大胆な読み(こみ?)

本田哲郎『聖書を発見する』を読む。もうすぐ読み終わる。ガツーンとやられることの連続。マルコ福音書で、1:10−11において天が裂けて聖霊が降りてくる。逆に15:37−39では、神殿のたれ幕が裂けて、十字架のイエスが息を引き取る、すなわち彼の口から霊が吐き出されてゆく。本田はそこに、マルコの始まりと終わりの見事な対応を見る。そして、両者における「裂ける」(スキスマ)ことに、イエスが人々の本当の思いを引き出すために方々で起こした分裂(スキスマ)を結び付けている。とりあえず表面的に仲良くするのではなく、本当の対話を、真実の霊を引き出すためのスキスマを。
また、本田はレビ記19:15“あなたは弱い者を偏ってかばったり”の部分を、ヘブライ語ロー・ティッサー・プネー・ダールから再考する。つまり「するな─持ち上げることを─顔─低き者の」から。本田はこれを「弱者を依怙贔屓する」と訳すのは伝統的な偏りであり、弱者を保護しないことへの言い訳として役に立ってきた、と問題提起する。
わたしも手元の辞書で調べてみた。*1当該聖書個所の例示とともに、法的な用法としてのパニーム(顔)の、“to side with”、つまり、誰それの味方をする、という意味が載っている。俗っぽい言い方をすれば、誰それの顔を立ててやる、という意味だろう。だから、弱者の顔を立ててやるな→弱者の依怙贔屓をするな、という伝統的な訳になる。というよりも、そもそもこの辞書も、その伝統の上で、そのような意味を掲載しているのだろう。
本田はそうはとらない。足がよろよろしている弱くなっている者の顔を無理やり上げさせるな、ととる。そんなことを強引にすれば相手は転倒するではないか、と。不正な裁判をするな、弱りうつむいている者の顔を強引に上げさせるな、同胞を正しく裁け。本田はそちらのほうが文脈上自然であると解釈しているのである。
わたしは研究者ではないから、伝統的な訳が正しいのか本田が正しいのかは分からない。けれども以前たしかにわたしも、この個所を通読していて、なんで突然弱者を偏ってかばうなという表現が出てくるのか不思議に思っていた。弱者を偏ってかばうなど、よほど徳の高い善人でもない限りふつうしないだろうと。ふつうはそんなことをわざわざ禁じないだろうと。
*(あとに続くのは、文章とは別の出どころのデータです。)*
//! # Annotation Pipeline
//!
//! A 4-stage pipeline that turns furigana study text into HTML-ready markup.
//!
//! ## Pipeline Stages
//!
//! 1. **Stage 1: Line Join** - Fuse a kanji line with a furigana-only next line
//! 2. **Stage 2: Ruby Wrapping** - `漢字(かんじ)` becomes `<ruby>漢字<rt>かんじ</rt></ruby>`
//! 3. **Stage 3: Korean Emphasis** - Contextual Hangul spans get `<strong class="korean-bold">`
//! 4. **Stage 4: Escape Guard** - HTML-escape literal text, keep inserted markup intact

mod escape;
mod korean;
mod line_join;
mod ruby;

pub use escape::{guard, html_escape, segments, Segment};
pub use korean::{embolden_korean, KoreanRule};
pub use line_join::join_split_furigana;
pub use ruby::{wrap_ruby, wrap_ruby_with_cap, DEFAULT_MAX_RUBY_PASSES};

/// Kanji class body: CJK Unified Ideographs (U+4E00..U+9FAF) plus the iteration mark.
pub(crate) const KANJI_CLASS: &str = "一-龯々";

/// Furigana class body: hiragana, katakana and whitespace.
pub(crate) const KANA_CLASS: &str = r"ぁ-んァ-ン\s";

/// Hangul syllables class body.
pub(crate) const HANGUL_CLASS: &str = "가-힣";

pub(crate) const RUBY_OPEN: &str = "<ruby>";
pub(crate) const RUBY_CLOSE: &str = "</rt></ruby>";
pub(crate) const BOLD_OPEN: &str = r#"<strong class="korean-bold">"#;
pub(crate) const BOLD_CLOSE: &str = "</strong>";

/// Annotation configuration options
#[derive(Debug, Clone, PartialEq, Eq)]
pub struct AnnotateOptions {
    /// Enable Stage 1: fuse furigana split onto the next line
    pub join_split_furigana: bool,
    /// Upper bound on ruby wrapping passes (at least 1)
    pub max_ruby_passes: usize,
    /// Korean emphasis rules, applied in order
    pub korean_rules: Vec<KoreanRule>,
}

impl Default for AnnotateOptions {
    fn default() -> Self {
        Self::plain()
    }
}

impl AnnotateOptions {
    /// Options for a single-block document.
    pub fn plain() -> Self {
        Self {
            join_split_furigana: true,
            max_ruby_passes: DEFAULT_MAX_RUBY_PASSES,
            korean_rules: KoreanRule::PLAIN.to_vec(),
        }
    }

    /// Options for a document split into typed sections.
    ///
    /// Adds the standalone-line rule and moves the pointer rule ahead of the
    /// em-dash rule.
    pub fn sectioned() -> Self {
        Self {
            join_split_furigana: true,
            max_ruby_passes: DEFAULT_MAX_RUBY_PASSES,
            korean_rules: KoreanRule::SECTIONED.to_vec(),
        }
    }

    /// Sets the ruby pass cap (clamped to at least 1).
    pub fn with_max_ruby_passes(mut self, passes: usize) -> Self {
        self.max_ruby_passes = passes.max(1);
        self
    }

    /// Replaces the Korean emphasis rules.
    pub fn with_korean_rules(mut self, rules: impl Into<Vec<KoreanRule>>) -> Self {
        self.korean_rules = rules.into();
        self
    }

    /// Disables the line-join stage.
    pub fn without_line_join(mut self) -> Self {
        self.join_split_furigana = false;
        self
    }
}

/// Run the full annotation pipeline on one block of text.
///
/// # Example
///
/// ```
/// use rubify::annotate::{annotate, AnnotateOptions};
///
/// let html = annotate("思\n（おも）いますか？", &AnnotateOptions::plain());
/// assert_eq!(html, "<ruby>思<rt>おも</rt></ruby>いますか？");
/// ```
pub fn annotate(input: &str, options: &AnnotateOptions) -> String {
    let mut result = input.to_string();

    // Stage 1: Line join
    if options.join_split_furigana {
        result = join_split_furigana(&result);
    }

    // Stage 2: Ruby wrapping
    result = wrap_ruby_with_cap(&result, options.max_ruby_passes);

    // Stage 3: Korean emphasis
    result = embolden_korean(&result, &options.korean_rules);

    // Stage 4: Escape guard
    guard(&result)
}

#[cfg(test)]
mod tests {
    use super::*;

    #[test]
    fn test_annotate_split_furigana() {
        let result = annotate("思\n（おも）いますか？", &AnnotateOptions::plain());
        assert_eq!(result, "<ruby>思<rt>おも</rt></ruby>いますか？");
    }

    #[test]
    fn test_annotate_without_line_join() {
        let options = AnnotateOptions::plain().without_line_join();
        let result = annotate("思\n（おも）いますか？", &options);
        assert_eq!(result, "思\n（おも）いますか？");
    }

    #[test]
    fn test_annotate_vocabulary_line() {
        let result = annotate("단어：気になる 궁금하다", &AnnotateOptions::plain());
        assert!(result.contains(r#"<strong class="korean-bold">궁금하다</strong>"#));
        assert!(result.starts_with("단어：気になる "));
        assert!(!result.contains("<ruby>"));
    }

    #[test]
    fn test_annotate_pointer_line() {
        let result = annotate("👉 이 케이크 달아 보여요.", &AnnotateOptions::plain());
        assert_eq!(
            result,
            r#"👉 <strong class="korean-bold">이 케이크 달아 보여요.</strong>"#
        );
    }

    #[test]
    fn test_annotate_escapes_literal_text() {
        let result = annotate("Tom & \"Jerry\" <b>漢字(かんじ)</b>", &AnnotateOptions::plain());
        assert_eq!(
            result,
            "Tom &amp; &quot;Jerry&quot; &lt;b&gt;<ruby>漢字<rt>かんじ</rt></ruby>&lt;/b&gt;"
        );
    }

    #[test]
    fn test_annotate_mixed_study_text() {
        let input = "主人公(しゅじんこう) — 주인공\n👉 그는 착해요.";
        let result = annotate(input, &AnnotateOptions::plain());
        assert_eq!(
            result,
            concat!(
                "<ruby>主人公<rt>しゅじんこう</rt></ruby> — ",
                r#"<strong class="korean-bold">주인공</strong>"#,
                "\n👉 ",
                r#"<strong class="korean-bold">그는 착해요.</strong>"#,
            )
        );
    }

    #[test]
    fn test_annotate_escapes_stray_ruby_tag() {
        let result = annotate(
            "<ruby><script>alert(1)</script>\n漢字(かんじ)",
            &AnnotateOptions::plain(),
        );
        assert_eq!(
            result,
            "&lt;ruby&gt;&lt;script&gt;alert(1)&lt;/script&gt;\n<ruby>漢字<rt>かんじ</rt></ruby>"
        );
    }

    #[test]
    fn test_sectioned_options_add_standalone_rule() {
        let plain = AnnotateOptions::plain();
        let sectioned = AnnotateOptions::sectioned();
        assert!(!plain.korean_rules.contains(&KoreanRule::StandaloneLine));
        assert!(sectioned.korean_rules.contains(&KoreanRule::StandaloneLine));

        let result = annotate("안녕하세요!\nこんにちは", &sectioned);
        assert_eq!(
            result,
            r#"<strong class="korean-bold">안녕하세요!</strong>"#.to_string() + "\nこんにちは"
        );
    }

    #[test]
    fn test_max_ruby_passes_clamped() {
        let options = AnnotateOptions::plain().with_max_ruby_passes(0);
        assert_eq!(options.max_ruby_passes, 1);
        assert_eq!(
            annotate("漢字(かんじ)", &options),
            "<ruby>漢字<rt>かんじ</rt></ruby>"
        );
    }

    #[test]
    fn test_empty_rules_skip_emphasis() {
        let options = AnnotateOptions::plain().with_korean_rules(Vec::new());
        assert_eq!(annotate("👉 안녕", &options), "👉 안녕");
    }
}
この時代に「過保護」などあったのかと。
それよりは本田が言うように、抑圧されて足もよろめくほどに弱くされた者が、さらに顔を上げさせられて、あるいは無理やり顔を掴み上げられ、苦しみや辱めを受けるということ、そういうことをするなよという意味の方が、前後の文脈にも合っているようにも思われるのである。

*1:Ernest Jenni, Claus Westermann, tr. by Mark E. Biddle, Theological Lexicon of the Old Testament Volume2, HENDRICKSON PUBULISHERS, 1997, 1001p.